> **Action item**
Only lines with the word "query" are wanted; copy each of them from the listing below.
[Data excerpts]
fn render(frame: &mut ratatui::Frame<'_>, state: &AppState, view_data: &ViewData) {
    let colors = palette(state, view_data);
    let area = frame.area();
    frame.render_widget(
        Block::default().style(Style::default().bg(colors.background).fg(colors.text)),
        area,
    );

    let pager = pager_line(state, colors);
    let layout = Layout::default()
        .direction(Direction::Vertical)
        .constraints([
            Constraint::Length(3),
            Constraint::Length(3),
            Constraint::Min(3),
            Constraint::Length(if pager.is_some() { 1 } else { 0 }),
            Constraint::Length(1),
        ])
        .split(area);

    frame.render_widget(Paragraph::new(header_text(state, colors)), layout[0]);
    frame.render_widget(
        Paragraph::new(filter_line(state, colors)).block(
            Block::default()
                .borders(Borders::ALL)
                .border_style(Style::default().fg(if state.mode == AppMode::Search {
                    colors.accent
                } else {
                    colors.muted
                })),
        ),
        layout[1],
    );

    let body = layout[2];
    if state.filtered_count() == 0 {
        let empty = Paragraph::new(translations(state.language()).no_results)
            .style(Style::default().fg(colors.muted))
            .block(Block::default().borders(Borders::ALL));
        frame.render_widget(empty, body);
    } else if state
        .layout
        .uses_cards(area.width, view_data.options.card_min_width)
    {
        render_cards(frame, body, state, view_data, colors);
    } else {
        render_table(frame, body, state, view_data, colors);
    }

    if let Some(pager) = pager {
        frame.render_widget(Paragraph::new(pager), layout[3]);
    }
    frame.render_widget(
        Paragraph::new(status_text(state)).style(Style::default().fg(colors.status)),
        layout[4],
    );

    if let Some(picker) = &view_data.category_picker {
        let area = centered_rect(50, 60, area);
        frame.render_widget(Clear, area);
        let lines: Vec<Line<'_>> = picker
            .options
            .iter()
            .enumerate()
            .map(|(index, option)| {
                let style = if index == picker.cursor {
                    Style::default()
                        .fg(colors.highlight_fg)
                        .bg(colors.highlight_bg)
                } else {
                    Style::default().fg(colors.text)
                };
                Line::styled(option.clone(), style)
            })
            .collect();
        let scroll = picker
            .cursor
            .saturating_sub(usize::from(area.height.saturating_sub(3)));
        let widget = Paragraph::new(lines)
            .scroll((u16::try_from(scroll).unwrap_or(u16::MAX), 0))
            .style(Style::default().bg(colors.background))
            .block(
                Block::default()
                    .title(translations(state.language()).categories_label)
                    .borders(Borders::ALL)
                    .border_style(Style::default().fg(colors.accent)),
            );
        frame.render_widget(widget, area);
    }

    if view_data.detail_visible
        && let Some(record) = selected_record(state, view_data)
    {
        let area = centered_rect(70, 60, area);
        frame.render_widget(Clear, area);
        let widget = Paragraph::new(detail_text(record, state))
            .wrap(Wrap { trim: false })
            .style(Style::default().bg(colors.background).fg(colors.text))
            .block(
                Block::default()
                    .title(record.category_label(state.language()).to_owned())
                    .borders(Borders::ALL)
                    .border_style(Style::default().fg(colors.accent)),
            );
        frame.render_widget(widget, area);
    }

    if let Some(link) = &view_data.link_text {
        let area = centered_rect(80, 20, area);
        frame.render_widget(Clear, area);
        let widget = Paragraph::new(link.as_str())
            .wrap(Wrap { trim: false })
            .style(Style::default().bg(colors.background).fg(colors.text))
            .block(
                Block::default()
                    .title(translations(state.language()).share_link)
                    .borders(Borders::ALL)
                    .border_style(Style::default().fg(colors.accent)),
            );
        frame.render_widget(widget, area);
    }

    if view_data.help_visible {
        let area = centered_rect(70, 60, area);
        frame.render_widget(Clear, area);
        let help = Paragraph::new(help_overlay_text())
            .style(Style::default().bg(colors.background).fg(colors.text))
            .block(Block::default().title("help").borders(Borders::ALL));
        frame.render_widget(help, area);
    }
}

fn header_text(state: &AppState, colors: Palette) -> Text<'static> {
    let language = state.language();
    let t = translations(language);
    let on_off = |value: bool| if value { t.enabled } else { t.disabled };
    Text::from(vec![
        Line::styled(
            t.title,
            Style::default()
                .fg(colors.accent)
                .add_modifier(Modifier::BOLD),
        ),
        Line::styled(t.subtitle, Style::default().fg(colors.muted)),
        Line::styled(
            format!(
                "{}: {} | {}: {} | {}: {} | {}: {}",
                t.language,
                language_label(language),
                t.theme,
                theme_label(state.theme, language),
                t.wrap_text,
                on_off(state.wrap_text),
                t.layout,
                layout_label(state.layout, language),
            ),
            Style::default().fg(colors.muted),
        ),
    ])
}

fn filter_line(state: &AppState, colors: Palette) -> Line<'static> {
    let language = state.language();
    let t = translations(language);
    let mut spans = Vec::new();

    if state.query().is_empty() && state.mode != AppMode::Search {
        spans.push(Span::styled(
            t.search_placeholder,
            Style::default().fg(colors.muted),
        ));
    } else {
        spans.push(Span::styled(
            format!("/ {}", state.query()),
            Style::default().fg(colors.text),
        ));
    }
    if state.mode == AppMode::Search {
        spans.push(Span::styled("▏", Style::default().fg(colors.accent)));
    }

    let category = if state.category().is_empty() {
        t.all_categories.to_owned()
    } else {
        state.category().to_owned()
    };
    spans.push(Span::styled(
        format!("  | {}: {category}", t.categories_label),
        Style::default().fg(colors.text),
    ));
    if state.criteria().is_active() {
        spans.push(Span::styled(
            format!("  | x {}", t.clear_filters),
            Style::default().fg(colors.accent),
        ));
    }
    spans.push(Span::styled(
        format!(
            "  | {}",
            showing_range(
                language,
                state.page_window().display_range(),
                state.filtered_count()
            )
        ),
        Style::default().fg(colors.muted),
    ));
    Line::from(spans)
}

fn pager_line(state: &AppState, colors: Palette) -> Option<Line<'static>> {
    let pagination = state.pagination();
    if pagination.total_pages() <= 1 {
        return None;
    }
    let t = translations(state.language());
    let enabled = Style::default().fg(colors.text);
    let disabled = Style::default().fg(colors.muted);

    let mut spans = vec![Span::styled(
        format!("‹ {}", t.previous),
        if pagination.is_first_page() {
            disabled
        } else {
            enabled
        },
    )];
    for item in pagination.pager_items() {
        spans.push(Span::raw(" "));
        spans.push(match item {
            PagerItem::Page(page) if page == pagination.current_page() => Span::styled(
                format!("[{page}]"),
                Style::default()
                    .fg(colors.highlight_fg)
                    .bg(colors.highlight_bg)
                    .add_modifier(Modifier::BOLD),
            ),
            PagerItem::Page(page) => Span::styled(page.to_string(), enabled),
            PagerItem::Ellipsis => Span::styled(ELLIPSIS, disabled),
        });
    }
    spans.push(Span::raw(" "));
    spans.push(Span::styled(
        format!("{} ›", t.next),
        if pagination.is_last_page() {
            disabled
        } else {
            enabled
        },
    ));
    Some(Line::from(spans))
}

fn pager_text(state: &AppState) -> Option<String> {
    pager_line(state, DARK_PALETTE).map(|line| {
        line.spans
            .iter()
            .map(|span| span.content.as_ref())
            .collect()
    })
}

fn status_text(state: &AppState) -> String {
    let (mode, hints) = match state.mode {
        AppMode::Nav => (
            "NAV",
            "←/→ page | 1-9 jump | / search | c category | x clear | L lang | t theme | w wrap | v layout | enter detail | y link | ? help | ctrl+q",
        ),
        AppMode::Search => ("SEARCH", "type to filter | enter/esc done | ctrl+u clear"),
    };
    match &state.status_line {
        Some(status) => format!("{mode} | {status} | {hints}"),
        None => format!("{mode} | {hints}"),
    }
}

fn render_table(
    frame: &mut ratatui::Frame<'_>,
    area: Rect,
    state: &AppState,
    view_data: &ViewData,
    colors: Palette,
) {
    let language = state.language();
    let t = translations(language);
    let inner_width = area.width.saturating_sub(2);
    let widths = COLUMN_PERCENTAGES.map(Constraint::Percentage);
    let column_widths = COLUMN_PERCENTAGES.map(|pct| {
        let width = u32::from(inner_width) * u32::from(pct) / 100;
        usize::try_from(width.saturating_sub(1)).unwrap_or(1).max(1)
    });

    let mut labels = vec![t.category_column];
    labels.extend(Provider::ALL.map(Provider::label));
    labels.push(t.description_column);
    let header = Row::new(labels.into_iter().map(|label| {
        Cell::from(label).style(
            Style::default()
                .fg(colors.accent)
                .add_modifier(Modifier::BOLD),
        )
    }));

    let rows = state.visible_records().into_iter().map(|record| {
        let mut values = vec![record.category_label(language).to_owned()];
        values.extend(
            Provider::ALL.map(|provider| record.provider(provider).name.clone()),
        );
        values.push(record.description_text(language).to_owned());

        let mut height = 1;
        let cells: Vec<Cell<'_>> = values
            .iter()
            .zip(column_widths)
            .map(|(value, width)| {
                if state.wrap_text {
                    let lines = wrap_cell(value, width);
                    height = height.max(lines.len());
                    Cell::from(lines.join("\n"))
                } else {
                    Cell::from(truncate_cell(value, width))
                }
            })
            .collect();
        Row::new(cells).height(u16::try_from(height).unwrap_or(u16::MAX))
    });

    let table = Table::new(rows, widths)
        .header(header)
        .block(Block::default().borders(Borders::ALL))
        .row_highlight_style(
            Style::default()
                .fg(colors.highlight_fg)
                .bg(colors.highlight_bg),
        );
    let mut table_state = TableState::default().with_selected(Some(view_data.selected_row));
    frame.render_stateful_widget(table, area, &mut table_state);
}

fn render_cards(
    frame: &mut ratatui::Frame<'_>,
    area: Rect,
    state: &AppState,
    view_data: &ViewData,
    colors: Palette,
) {
    let records = state.visible_records();
    let fits = usize::from((area.height.saturating_sub(2) / CARD_HEIGHT).max(1));
    let first = view_data.selected_row.saturating_sub(fits - 1);

    let mut lines = Vec::new();
    for (index, record) in records.iter().enumerate().skip(first).take(fits) {
        let selected = index == view_data.selected_row;
        lines.extend(card_lines(record, state, colors, selected));
    }

    let mut widget = Paragraph::new(lines).block(Block::default().borders(Borders::ALL));
    if state.wrap_text {
        widget = widget.wrap(Wrap { trim: false });
    }
    frame.render_widget(widget, area);
}

fn card_lines(
    record: &ServiceRecord,
    state: &AppState,
    colors: Palette,
    selected: bool,
) -> Vec<Line<'static>> {
    let language = state.language();
    let title_style = if selected {
        Style::default()
            .fg(colors.highlight_fg)
            .bg(colors.highlight_bg)
            .add_modifier(Modifier::BOLD)
    } else {
        Style::default()
            .fg(colors.accent)
            .add_modifier(Modifier::BOLD)
    };

    let mut lines = vec![Line::styled(
        format!("■ {}", record.category_label(language)),
        title_style,
    )];
    for provider in Provider::ALL {
        lines.push(Line::from(vec![
            Span::styled(
                format!("  {:<13}", provider.label()),
                Style::default().fg(colors.muted),
            ),
            Span::styled(
                record.provider(provider).name.clone(),
                Style::default().fg(colors.text),
            ),
        ]));
    }
    lines.push(Line::styled(
        format!("  {}", record.description_text(language)),
        Style::default().fg(colors.text),
    ));
    lines.push(Line::raw(""));
    lines
}
#[cfg(test)]
mod tests {
    use super::{
        PageWindow, PagerItem, PaginationState, coerce_count, coerce_page, pager_items,
        parse_page, total_pages_for,
    };

    fn state_with(total_items: usize, page: i64) -> PaginationState {
        let mut state = PaginationState::default();
        state.set_total_items(total_items);
        state.set_current_page(page);
        state
    }

    #[test]
    fn defaults_are_one_zero_twenty() {
        let state = PaginationState::default();
        assert_eq!(state.current_page(), 1);
        assert_eq!(state.total_items(), 0);
        assert_eq!(state.items_per_page(), 20);
        assert_eq!(state.total_pages(), 1);
    }

    #[test]
    fn shrinking_total_clamps_page_for_every_prior_page() {
        for prior in 1..=12_i64 {
            for total in 0..=250_usize {
                let mut state = state_with(240, prior);
                state.set_total_items(total);
                let pages = total_pages_for(total, 20);
                assert_eq!(state.total_pages(), pages);
                assert!(state.current_page() >= 1);
                assert!(
                    state.current_page() <= pages,
                    "prior {prior} total {total} page {}",
                    state.current_page()
                );
            }
        }
    }

    #[test]
    fn shrinking_total_clamps_downward_instead_of_resetting() {
        let mut state = state_with(200, 8);
        state.set_total_items(130);
        assert_eq!(state.current_page(), 7);

        state.set_total_items(500);
        assert_eq!(state.current_page(), 7);
    }

    #[test]
    fn boundary_moves_are_no_ops() {
        let mut state = state_with(47, 1);
        state.previous_page();
        assert_eq!(state, state_with(47, 1));

        state.set_current_page(3);
        let before = state;
        state.next_page();
        assert_eq!(state, before);
    }

    #[test]
    fn next_and_previous_move_one_page() {
        let mut state = state_with(100, 2);
        state.next_page();
        assert_eq!(state.current_page(), 3);
        state.previous_page();
        state.previous_page();
        assert_eq!(state.current_page(), 1);
    }

    #[test]
    fn invalid_page_requests_fall_back_or_clamp() {
        let mut state = state_with(47, 2);
        state.set_current_page(0);
        assert_eq!(state.current_page(), 1);
        state.set_current_page(-9);
        assert_eq!(state.current_page(), 1);
        state.go_to_page(99);
        assert_eq!(state.current_page(), 3);
        state.go_to_page(i64::MAX);
        assert_eq!(state.current_page(), 3);
    }

    #[test]
    fn coercion_helpers_degrade_gracefully() {
        assert_eq!(coerce_count(f64::NAN), 0);
        assert_eq!(coerce_count(-4.0), 0);
        assert_eq!(coerce_count(f64::INFINITY), 0);
        assert_eq!(coerce_count(12.9), 12);

        assert_eq!(coerce_page(f64::NAN), 1);
        assert_eq!(coerce_page(-3.0), 1);
        assert_eq!(coerce_page(0.4), 1);
        assert_eq!(coerce_page(4.8), 4);

        assert_eq!(parse_page("3"), 3);
        assert_eq!(parse_page(" 2.5 "), 2);
        assert_eq!(parse_page("abc"), 1);
        assert_eq!(parse_page("-5"), 1);
        assert_eq!(parse_page("NaN"), 1);
    }

    #[test]
    fn items_per_page_is_bounded_and_reclamps() {
        let mut state = state_with(100, 5);
        state.set_items_per_page(500);
        assert_eq!(state.items_per_page(), 100);
        assert_eq!(state.current_page(), 1);

        state.set_items_per_page(0);
        assert_eq!(state.items_per_page(), 1);
        assert_eq!(PaginationState::new(0).items_per_page(), 1);
    }

    #[test]
    fn first_and_last_page_jump_to_bounds() {
        let mut state = state_with(95, 2);
        state.last_page();
        assert_eq!(state.current_page(), 5);
        assert!(state.is_last_page());
        state.first_page();
        assert!(state.is_first_page());
    }

    #[test]
    fn reset_restores_defaults() {
        let mut state = PaginationState::new(50);
        state.set_total_items(400);
        state.set_current_page(4);
        state.reset();
        assert_eq!(state, PaginationState::default());
    }

    #[test]
    fn page_window_clips_last_page() {
        let first = state_with(47, 1).window();
        assert_eq!((first.start, first.end), (0, 20));

        let last = state_with(47, 3).window();
        assert_eq!((last.start, last.end), (40, 47));
        assert_eq!(last.len(), 7);
        assert_eq!(last.display_range(), Some((41, 47)));
    }

    #[test]
    fn page_window_never_reads_out_of_bounds() {
        let items: Vec<usize> = (0..5).collect();
        let window = PageWindow::for_page(9, 20, 5);
        assert!(window.is_empty());
        assert!(window.slice(&items).is_empty());

        let stale = PageWindow { start: 3, end: 40 };
        assert_eq!(stale.slice(&items), &[3, 4]);

        let empty = state_with(0, 1).window();
        assert_eq!(empty.display_range(), None);
        assert!(empty.slice(&items[..0]).is_empty());
    }

    #[test]
    fn pager_long_form_shows_ellipsis_on_both_sides() {
        use PagerItem::{Ellipsis, Page};
        assert_eq!(
            pager_items(5, 10),
            vec![Page(1), Ellipsis, Page(4), Page(5), Page(6), Ellipsis, Page(10)]
        );
    }

    #[test]
    fn pager_short_form_lists_every_page() {
        use PagerItem::Page;
        assert_eq!(
            pager_items(3, 5),
            vec![Page(1), Page(2), Page(3), Page(4), Page(5)]
        );
        assert_eq!(pager_items(1, 1), vec![Page(1)]);
    }

    #[test]
    fn pager_edges_keep_current_page_visible() {
        use PagerItem::{Ellipsis, Page};
        assert_eq!(
            pager_items(1, 10),
            vec![Page(1), Page(2), Ellipsis, Page(10)]
        );
        assert_eq!(
            pager_items(10, 10),
            vec![Page(1), Ellipsis, Page(9), Page(10)]
        );
        assert_eq!(
            pager_items(4, 10),
            vec![Page(1), Page(3), Page(4), Page(5), Ellipsis, Page(10)]
        );
        assert_eq!(
            pager_items(7, 10),
            vec![Page(1), Ellipsis, Page(6), Page(7), Page(8), Page(10)]
        );

        for total in 1..=40 {
            for current in 1..=total {
                assert!(pager_items(current, total).contains(&Page(current)));
            }
        }
    }

    #[test]
    fn snapshot_json_round_trips() {
        let state = state_with(47, 3);
        let restored = PaginationState::from_json(&state.to_json());
        assert_eq!(restored, Some(state));
        assert!(state.to_json().contains("\"currentPage\":3"));
    }

    #[test]
    fn tampered_snapshot_is_rejected() {
        assert_eq!(
            PaginationState::from_json(r#"{"currentPage": -5, "itemsPerPage": 500}"#),
            None
        );
        assert_eq!(PaginationState::from_json(r#"{"currentPage": "2"}"#), None);
        assert_eq!(PaginationState::from_json(r#"{"totalItems": -1}"#), None);
        assert_eq!(PaginationState::from_json(r#"{"itemsPerPage": 0}"#), None);
        assert_eq!(PaginationState::from_json("[1, 2, 3]"), None);
        assert_eq!(PaginationState::from_json("null"), None);
        assert_eq!(PaginationState::from_json("{not json"), None);
    }

    #[test]
    fn partial_snapshot_fills_defaults() {
        let restored = PaginationState::from_json(r#"{"totalItems": 90}"#);
        let mut expected = PaginationState::default();
        expected.set_total_items(90);
        assert_eq!(restored, Some(expected));

        assert_eq!(
            PaginationState::from_json("{}"),
            Some(PaginationState::default())
        );
    }

    #[test]
    fn restored_page_is_clamped_to_restored_total() {
        let restored = PaginationState::from_json(
            r#"{"currentPage": 9, "totalItems": 47, "itemsPerPage": 20}"#,
        )
        .map(|state| state.current_page());
        assert_eq!(restored, Some(3));
    }
}
// Copyright 2026 Phillip Cloud
// Licensed under the Apache License, Version 2.0

pub mod filter;
pub mod i18n;
pub mod link;
pub mod model;
pub mod normalize;
pub mod pagination;
pub mod state;
pub mod store;

pub use filter::*;
pub use link::*;
pub use model::*;
pub use pagination::*;
pub use state::*;
pub use store::*;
[/Data excerpts]
> **Exercise output**
    if state.query().is_empty() && state.mode != AppMode::Search {
            format!("/ {}", state.query()),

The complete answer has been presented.